Les autorités américaines ont engagé une profonde restructuration de leur dispositif consulaire sur le continent en limitant le traitement des demandes de visas à seulement vingt centres régionaux répartis sur le continent.
Cette réforme suscite déjà des interrogations quant à ses conséquences pour les millions de voyageurs africains souhaitant se rendre aux États-Unis. Selon les informations communiquées par le Département d’État américain, plusieurs ambassades et consulats africains ne traiteront plus directement les demandes de visas.
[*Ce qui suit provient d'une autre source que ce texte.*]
//! Native fetch table keyed by column category.
//!
//! Each entry issues the one engine fetch call that matches the category and
//! wraps the result in its natural width (REAL stays `Float32` here; widening
//! to the canonical representation happens in the reader). A fetch never
//! decides NULL on its own for primitive categories: the caller consults
//! `was_null` afterwards.

use crate::decode::to_fixed;
use crate::engine::NativeResultSet;
use crate::error::Result;
use crate::types::{SqlTypeCode, TypedValue};

/// Fetch a single cell from the engine.
pub(crate) type ReadFn = fn(&mut dyn NativeResultSet, usize) -> Result<TypedValue>;

/// Fetch function for a column category. `None` for categories without a
/// value mapping.
pub(crate) fn native_reader(code: SqlTypeCode) -> Option<ReadFn> {
    let read: ReadFn = match code {
        SqlTypeCode::Boolean | SqlTypeCode::Bit => read_bool,
        SqlTypeCode::TinyInt => read_i8,
        SqlTypeCode::SmallInt => read_i16,
        SqlTypeCode::Integer => read_i32,
        SqlTypeCode::BigInt => read_i64,
        SqlTypeCode::Real => read_f32,
        SqlTypeCode::Float | SqlTypeCode::Double => read_f64,
        SqlTypeCode::Decimal | SqlTypeCode::Numeric => read_decimal,
        c if c.is_character() => read_text,
        c if c.is_binary() => read_bytes,
        SqlTypeCode::Date => read_date,
        SqlTypeCode::Time => read_time,
        SqlTypeCode::Timestamp => read_timestamp,
        SqlTypeCode::TimeWithTimeZone => read_time_tz,
        SqlTypeCode::TimestampWithTimeZone => read_timestamp_tz,
        SqlTypeCode::Array => read_array,
        SqlTypeCode::JavaObject | SqlTypeCode::Other | SqlTypeCode::Null => read_object,
        SqlTypeCode::SqlXml => read_xml,
        _ => return None,
    };
    Some(read)
}

fn or_null<T>(value: Option<T>, wrap: impl FnOnce(T) -> TypedValue) -> TypedValue {
    value.map_or(TypedValue::Null, wrap)
}

fn read_bool(rs: &mut dyn NativeResultSet, col: usize) -> Result<TypedValue> {
    Ok(TypedValue::Bool(rs.get_boolean(col)?))
}

fn read_i8(rs: &mut dyn NativeResultSet, col: usize) -> Result<TypedValue> {
    Ok(TypedValue::Int8(rs.get_byte(col)?))
}

fn read_i16(rs: &mut dyn NativeResultSet, col: usize) -> Result<TypedValue> {
    Ok(TypedValue::Int16(rs.get_short(col)?))
}

fn read_i32(rs: &mut dyn NativeResultSet, col: usize) -> Result<TypedValue> {
    Ok(TypedValue::Int32(rs.get_int(col)?))
}

fn read_i64(rs: &mut dyn NativeResultSet, col: usize) -> Result<TypedValue> {
    Ok(TypedValue::Int64(rs.get_long(col)?))
}

fn read_f32(rs: &mut dyn NativeResultSet, col: usize) -> Result<TypedValue> {
    Ok(TypedValue::Float32(rs.get_float(col)?))
}

fn read_f64(rs: &mut dyn NativeResultSet, col: usize) -> Result<TypedValue> {
    Ok(TypedValue::Float64(rs.get_double(col)?))
}

fn read_decimal(rs: &mut dyn NativeResultSet, col: usize) -> Result<TypedValue> {
    match rs.get_decimal(col)? {
        Some(d) => Ok(TypedValue::Decimal(to_fixed(&d)?)),
        None => Ok(TypedValue::Null),
    }
}

/// Text fetch, valid for every category that allows a text read.
pub(crate) fn read_text(rs: &mut dyn NativeResultSet, col: usize) -> Result<TypedValue> {
    Ok(or_null(rs.get_string(col)?, TypedValue::Text))
}

fn read_bytes(rs: &mut dyn NativeResultSet, col: usize) -> Result<TypedValue> {
    Ok(or_null(rs.get_bytes(col)?, |b| TypedValue::Bytes(b.into())))
}

fn read_date(rs: &mut dyn NativeResultSet, col: usize) -> Result<TypedValue> {
    Ok(or_null(rs.get_date(col)?, TypedValue::Date))
}

fn read_time(rs: &mut dyn NativeResultSet, col: usize) -> Result<TypedValue> {
    Ok(or_null(rs.get_time(col)?, TypedValue::Time))
}

fn read_timestamp(rs: &mut dyn NativeResultSet, col: usize) -> Result<TypedValue> {
    Ok(or_null(rs.get_timestamp(col)?, TypedValue::Timestamp))
}

fn read_time_tz(rs: &mut dyn NativeResultSet, col: usize) -> Result<TypedValue> {
    Ok(or_null(rs.get_time_tz(col)?, TypedValue::TimeWithOffset))
}

fn read_timestamp_tz(rs: &mut dyn NativeResultSet, col: usize) -> Result<TypedValue> {
    Ok(or_null(
        rs.get_timestamp_tz(col)?,
        TypedValue::TimestampWithOffset,
    ))
}

fn read_array(rs: &mut dyn NativeResultSet, col: usize) -> Result<TypedValue> {
    Ok(or_null(rs.get_array(col)?, TypedValue::Array))
}

fn read_object(rs: &mut dyn NativeResultSet, col: usize) -> Result<TypedValue> {
    Ok(or_null(rs.get_object(col)?, |b| TypedValue::Object(b.into())))
}

fn read_xml(rs: &mut dyn NativeResultSet, col: usize) -> Result<TypedValue> {
    Ok(or_null(rs.get_xml(col)?, TypedValue::Xml))
}

#[cfg(test)]
mod tests {
    use super::*;

    #[test]
    fn test_every_mapped_category_has_a_reader() {
        for code in [
            SqlTypeCode::Boolean,
            SqlTypeCode::BigInt,
            SqlTypeCode::Real,
            SqlTypeCode::NClob,
            SqlTypeCode::Blob,
            SqlTypeCode::TimestampWithTimeZone,
            SqlTypeCode::Null,
            SqlTypeCode::SqlXml,
        ] {
            assert!(native_reader(code).is_some(), "{code}");
        }
    }

    #[test]
    fn test_unmapped_categories_have_no_reader() {
        for code in [
            SqlTypeCode::Struct,
            SqlTypeCode::Ref,
            SqlTypeCode::RowId,
            SqlTypeCode::DataLink,
            SqlTypeCode::Distinct,
            SqlTypeCode::RefCursor,
        ] {
            assert!(native_reader(code).is_none(), "{code}");
        }
    }
}
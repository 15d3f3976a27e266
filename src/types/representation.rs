//! Representations a column value may be read or bound as.
//!
//! Each [`SqlTypeCode`] carries a fixed set of allowed representations.
//! Integer families only widen; anything outside the set is a type
//! mismatch, and categories without any mapping are unsupported.

use std::fmt;

use crate::error::{Error, Result};

use super::sql_type::SqlTypeCode;

/// Target kind of a read or bind.
#[derive(Debug, Clone, Copy, PartialEq, Eq, Hash)]
pub enum Representation {
    Bool,
    Int8,
    Int16,
    Int32,
    Int64,
    Float32,
    Float64,
    Decimal,
    Text,
    Char,
    Bytes,
    Date,
    Time,
    Timestamp,
    TimeWithOffset,
    TimestampWithOffset,
    Guid,
    Xml,
    Array,
    Object,
}

impl fmt::Display for Representation {
    fn fmt(&self, f: &mut fmt::Formatter<'_>) -> fmt::Result {
        fmt::Debug::fmt(self, f)
    }
}

use Representation::*;

const ALL: &[Representation] = &[
    Bool,
    Int8,
    Int16,
    Int32,
    Int64,
    Float32,
    Float64,
    Decimal,
    Text,
    Char,
    Bytes,
    Date,
    Time,
    Timestamp,
    TimeWithOffset,
    TimestampWithOffset,
    Guid,
    Xml,
    Array,
    Object,
];

const BOOLEAN: &[Representation] = &[Bool, Text];
const TINYINT: &[Representation] = &[Int8, Int16, Int32, Int64, Bool, Float32, Float64, Decimal, Text];
const SMALLINT: &[Representation] = &[Int16, Int32, Int64, Bool, Float32, Float64, Decimal, Text];
const INTEGER: &[Representation] = &[Int32, Int64, Bool, Float64, Decimal, Text];
const BIGINT: &[Representation] = &[Int64, Bool, Decimal, Text];
const REAL: &[Representation] = &[Float32, Float64, Text];
const DOUBLE: &[Representation] = &[Float64, Text];
const DECIMAL: &[Representation] = &[Decimal, Text];
const SHORT_TEXT: &[Representation] = &[Text, Char, Guid];
const LONG_TEXT: &[Representation] = &[Text];
const SHORT_BINARY: &[Representation] = &[Bytes, Guid];
const LONG_BINARY: &[Representation] = &[Bytes];
const DATE: &[Representation] = &[Date, Timestamp, TimestampWithOffset, Text];
const TIME: &[Representation] = &[Time, TimeWithOffset, Text];
const TIMESTAMP: &[Representation] = &[Timestamp, Date, Time, TimestampWithOffset, Text];
const TIME_TZ: &[Representation] = &[TimeWithOffset, Time, Text];
const TIMESTAMP_TZ: &[Representation] = &[TimestampWithOffset, Timestamp, Text];
const ARRAY: &[Representation] = &[Array];
const OBJECT: &[Representation] = &[Object, Guid];
const XML: &[Representation] = &[Xml, Text];
const NONE: &[Representation] = &[];

/// Representations a column of the given category may be read as.
///
/// NULL-typed columns accept every representation; they can only ever hold
/// NULL, so strict reads end in a null-value error rather than a mismatch.
pub fn allowed_representations(code: SqlTypeCode) -> &'static [Representation] {
    match code {
        SqlTypeCode::Boolean | SqlTypeCode::Bit => BOOLEAN,
        SqlTypeCode::TinyInt => TINYINT,
        SqlTypeCode::SmallInt => SMALLINT,
        SqlTypeCode::Integer => INTEGER,
        SqlTypeCode::BigInt => BIGINT,
        SqlTypeCode::Real => REAL,
        SqlTypeCode::Float | SqlTypeCode::Double => DOUBLE,
        SqlTypeCode::Decimal | SqlTypeCode::Numeric => DECIMAL,
        SqlTypeCode::Char | SqlTypeCode::VarChar | SqlTypeCode::NChar | SqlTypeCode::NVarChar => {
            SHORT_TEXT
        }
        SqlTypeCode::LongVarChar
        | SqlTypeCode::LongNVarChar
        | SqlTypeCode::Clob
        | SqlTypeCode::NClob => LONG_TEXT,
        SqlTypeCode::Binary | SqlTypeCode::VarBinary => SHORT_BINARY,
        SqlTypeCode::LongVarBinary | SqlTypeCode::Blob => LONG_BINARY,
        SqlTypeCode::Date => DATE,
        SqlTypeCode::Time => TIME,
        SqlTypeCode::Timestamp => TIMESTAMP,
        SqlTypeCode::TimeWithTimeZone => TIME_TZ,
        SqlTypeCode::TimestampWithTimeZone => TIMESTAMP_TZ,
        SqlTypeCode::Array => ARRAY,
        SqlTypeCode::JavaObject | SqlTypeCode::Other => OBJECT,
        SqlTypeCode::SqlXml => XML,
        SqlTypeCode::Null => ALL,
        SqlTypeCode::Struct
        | SqlTypeCode::Ref
        | SqlTypeCode::RowId
        | SqlTypeCode::DataLink
        | SqlTypeCode::Distinct
        | SqlTypeCode::RefCursor => NONE,
    }
}

/// Representation produced when a column is read without a target type.
///
/// `None` for categories the bridge cannot marshal.
pub fn canonical_representation(code: SqlTypeCode) -> Option<Representation> {
    let rep = match code {
        SqlTypeCode::Boolean | SqlTypeCode::Bit => Bool,
        SqlTypeCode::TinyInt => Int8,
        SqlTypeCode::SmallInt => Int16,
        SqlTypeCode::Integer => Int32,
        SqlTypeCode::BigInt => Int64,
        // REAL widens to double when read without a target type
        SqlTypeCode::Real | SqlTypeCode::Float | SqlTypeCode::Double => Float64,
        SqlTypeCode::Decimal | SqlTypeCode::Numeric => Decimal,
        c if c.is_character() => Text,
        c if c.is_binary() => Bytes,
        SqlTypeCode::Date => Date,
        SqlTypeCode::Time => Time,
        SqlTypeCode::Timestamp => Timestamp,
        SqlTypeCode::TimeWithTimeZone => TimeWithOffset,
        SqlTypeCode::TimestampWithTimeZone => TimestampWithOffset,
        SqlTypeCode::Array => Array,
        SqlTypeCode::JavaObject | SqlTypeCode::Other | SqlTypeCode::Null => Object,
        SqlTypeCode::SqlXml => Xml,
        _ => return None,
    };
    Some(rep)
}

/// Check that `requested` is readable from a column declared as `declared`.
pub fn check_representation(declared: SqlTypeCode, requested: Representation) -> Result<()> {
    let allowed = allowed_representations(declared);
    if allowed.is_empty() {
        return Err(Error::unsupported(format!(
            "no value mapping for {} columns",
            declared
        )));
    }
    if allowed.contains(&requested) {
        Ok(())
    } else {
        Err(Error::type_mismatch(declared, requested))
    }
}
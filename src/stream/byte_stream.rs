//! Byte stream handed to callers.

use std::io::{self, Read, Seek, SeekFrom};
use std::marker::PhantomData;

use bytes::{Bytes, BytesMut};

use crate::engine::NativeByteStream;
use crate::error::Result;

use super::bridge::StreamBridge;
use super::pool::BYTE_POOL;

/// Caller-owned byte stream over a column value.
///
/// The lifetime ties the stream to the reader borrow it came from, so the
/// row cannot advance while the stream is alive.
pub struct ByteStream<'r> {
    bridge: StreamBridge<u8>,
    _row: PhantomData<&'r mut ()>,
}

impl<'r> ByteStream<'r> {
    pub fn new(inner: NativeByteStream) -> Self {
        Self {
            bridge: StreamBridge::new(inner),
            _row: PhantomData,
        }
    }

    /// Stream for a single front-to-back pass; the origin is not marked.
    pub(crate) fn one_shot(inner: NativeByteStream) -> Self {
        Self {
            bridge: StreamBridge::one_shot(inner),
            _row: PhantomData,
        }
    }

    /// Bytes consumed so far.
    pub fn position(&self) -> u64 {
        self.bridge.position()
    }

    pub fn can_seek(&self) -> bool {
        self.bridge.can_seek()
    }

    pub fn mark(&mut self) {
        self.bridge.mark();
    }

    pub fn reset(&mut self) -> Result<()> {
        self.bridge.reset()
    }

    /// Skip up to `n` bytes, looping over short skips.
    pub fn skip(&mut self, n: u64) -> Result<u64> {
        self.bridge.skip_fully(n)
    }

    /// Seek without going through `std::io`. Backward seeks need mark
    /// support.
    pub fn seek_units(&mut self, pos: SeekFrom) -> Result<u64> {
        self.bridge.seek(pos)
    }

    /// Read up to `buf.len()` bytes; 0 only at end of data.
    pub fn read_bytes(&mut self, buf: &mut [u8]) -> Result<usize> {
        self.bridge.read(buf)
    }

    /// Read until `buf` is full or the value ends.
    pub fn read_fully(&mut self, buf: &mut [u8]) -> Result<usize> {
        self.bridge.read_fully(buf)
    }

    /// Drain the rest of the stream.
    pub fn read_remaining(&mut self, chunk_size: usize) -> Result<Bytes> {
        let mut chunk = BYTE_POOL.rent(chunk_size.max(1));
        let mut out = BytesMut::new();
        loop {
            let n = self.bridge.read(&mut chunk)?;
            if n == 0 {
                break;
            }
            out.extend_from_slice(&chunk[..n]);
        }
        Ok(out.freeze())
    }

    /// Release the engine stream now rather than on drop.
    pub fn close(mut self) -> Result<()> {
        self.bridge.close()
    }
}

impl Read for ByteStream<'_> {
    fn read(&mut self, buf: &mut [u8]) -> io::Result<usize> {
        Ok(self.bridge.read(buf)?)
    }
}

impl Seek for ByteStream<'_> {
    fn seek(&mut self, pos: SeekFrom) -> io::Result<u64> {
        Ok(self.bridge.seek(pos)?)
    }

    fn stream_position(&mut self) -> io::Result<u64> {
        Ok(self.bridge.position())
    }
}
//! In-memory stream source.
//!
//! Used when a stream is requested over a value that the engine does not
//! stream: the value is materialized once and served through the same
//! [`NativeStream`] interface as engine streams.

use crate::engine::{NativeResult, NativeStream};

/// Stream over an owned buffer.
#[derive(Debug, Clone)]
pub struct MemorySource<U> {
    data: Vec<U>,
    pos: usize,
    mark: usize,
    mark_supported: bool,
}

impl<U: Copy + Default> MemorySource<U> {
    /// Create a source with mark/reset support.
    pub fn new(data: Vec<U>) -> Self {
        Self {
            data,
            pos: 0,
            mark: 0,
            mark_supported: true,
        }
    }

    /// Toggle mark/reset support.
    pub fn with_mark_support(mut self, supported: bool) -> Self {
        self.mark_supported = supported;
        self
    }

    fn remaining(&self) -> usize {
        self.data.len() - self.pos
    }
}

impl MemorySource<char> {
    pub fn from_text(text: &str) -> Self {
        Self::new(text.chars().collect())
    }
}

impl<U: Copy + Default> NativeStream for MemorySource<U> {
    type Unit = U;

    fn read_unit(&mut self) -> NativeResult<Option<U>> {
        let unit = self.data.get(self.pos).copied();
        if unit.is_some() {
            self.pos += 1;
        }
        Ok(unit)
    }

    fn read(&mut self, buf: &mut [U]) -> NativeResult<Option<usize>> {
        if self.remaining() == 0 {
            return Ok(None);
        }
        let n = buf.len().min(self.remaining());
        buf[..n].copy_from_slice(&self.data[self.pos..self.pos + n]);
        self.pos += n;
        Ok(Some(n))
    }

    fn skip(&mut self, n: u64) -> NativeResult<u64> {
        let n = usize::try_from(n).unwrap_or(usize::MAX).min(self.remaining());
        self.pos += n;
        Ok(n as u64)
    }

    fn mark_supported(&self) -> bool {
        self.mark_supported
    }

    fn mark(&mut self, _read_limit: usize) {
        self.mark = self.pos;
    }

    fn reset(&mut self) -> NativeResult<()> {
        self.pos = self.mark;
        Ok(())
    }

    fn close(&mut self) -> NativeResult<()> {
        self.data = Vec::new();
        self.pos = 0;
        self.mark = 0;
        Ok(())
    }
}

#[cfg(test)]
mod tests {
    use super::*;

    #[test]
    fn test_read_to_end() {
        let mut src = MemorySource::new(vec![1u8, 2, 3]);
        let mut buf = [0u8; 2];
        assert_eq!(src.read(&mut buf).unwrap(), Some(2));
        assert_eq!(src.read(&mut buf).unwrap(), Some(1));
        assert_eq!(buf[0], 3);
        assert_eq!(src.read(&mut buf).unwrap(), None);
        assert_eq!(src.read_unit().unwrap(), None);
    }

    #[test]
    fn test_skip_is_bounded() {
        let mut src = MemorySource::from_text("abcdef");
        assert_eq!(src.skip(4).unwrap(), 4);
        assert_eq!(src.skip(10).unwrap(), 2);
        assert_eq!(src.skip(1).unwrap(), 0);
    }

    #[test]
    fn test_mark_reset() {
        let mut src = MemorySource::from_text("abc");
        src.read_unit().unwrap();
        src.mark(0);
        assert_eq!(src.read_unit().unwrap(), Some('b'));
        src.reset().unwrap();
        assert_eq!(src.read_unit().unwrap(), Some('b'));
    }
}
Les procédures seront désormais concentrées dans un réseau de plateformes régionales chargées de recevoir et d’instruire les dossiers.
Vingt villes désignées comme pôles régionaux
Les nouveaux centres de traitement sont implantés dans plusieurs grandes villes africaines, notamment Abidjan, Accra, Addis-Abeba, Dakar, Kigali, Kinshasa, Lagos, Nairobi, Yaoundé, Lomé, Luanda et Port-Louis.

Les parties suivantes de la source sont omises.